YOUR ASSIGNMENT: Below are the records; print them all without any alteration.

PROVIDED DATA:
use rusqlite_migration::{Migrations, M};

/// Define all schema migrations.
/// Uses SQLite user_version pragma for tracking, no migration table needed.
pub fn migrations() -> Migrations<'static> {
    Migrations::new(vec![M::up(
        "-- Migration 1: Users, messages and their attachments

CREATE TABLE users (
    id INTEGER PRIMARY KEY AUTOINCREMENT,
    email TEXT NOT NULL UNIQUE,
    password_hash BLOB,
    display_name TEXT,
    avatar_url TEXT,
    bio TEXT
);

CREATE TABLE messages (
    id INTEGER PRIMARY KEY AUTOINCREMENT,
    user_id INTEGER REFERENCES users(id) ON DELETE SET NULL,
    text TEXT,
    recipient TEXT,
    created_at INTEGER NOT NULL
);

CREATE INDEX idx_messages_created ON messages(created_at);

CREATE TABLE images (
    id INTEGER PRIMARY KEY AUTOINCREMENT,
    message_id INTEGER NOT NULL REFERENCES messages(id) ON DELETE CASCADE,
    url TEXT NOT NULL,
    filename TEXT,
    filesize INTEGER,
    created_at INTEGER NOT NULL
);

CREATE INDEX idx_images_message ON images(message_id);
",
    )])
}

PROBLEM SOLUTION:
use rusqlite_migration::{Migrations, M};

/// Define all schema migrations.
/// Uses SQLite user_version pragma for tracking, no migration table needed.
pub fn migrations() -> Migrations<'static> {
    Migrations::new(vec![M::up(
        "-- Migration 1: Users, messages and their attachments

CREATE TABLE users (
    id INTEGER PRIMARY KEY AUTOINCREMENT,
    email TEXT NOT NULL UNIQUE,
    password_hash BLOB,
    display_name TEXT,
    avatar_url TEXT,
    bio TEXT
);

CREATE TABLE messages (
    id INTEGER PRIMARY KEY AUTOINCREMENT,
    user_id INTEGER REFERENCES users(id) ON DELETE SET NULL,
    text TEXT,
    recipient TEXT,
    created_at INTEGER NOT NULL
);

CREATE INDEX idx_messages_created ON messages(created_at);

CREATE TABLE images (
    id INTEGER PRIMARY KEY AUTOINCREMENT,
    message_id INTEGER NOT NULL REFERENCES messages(id) ON DELETE CASCADE,
    url TEXT NOT NULL,
    filename TEXT,
    filesize INTEGER,
    created_at INTEGER NOT NULL
);

CREATE INDEX idx_images_message ON images(message_id);
",
    )])
}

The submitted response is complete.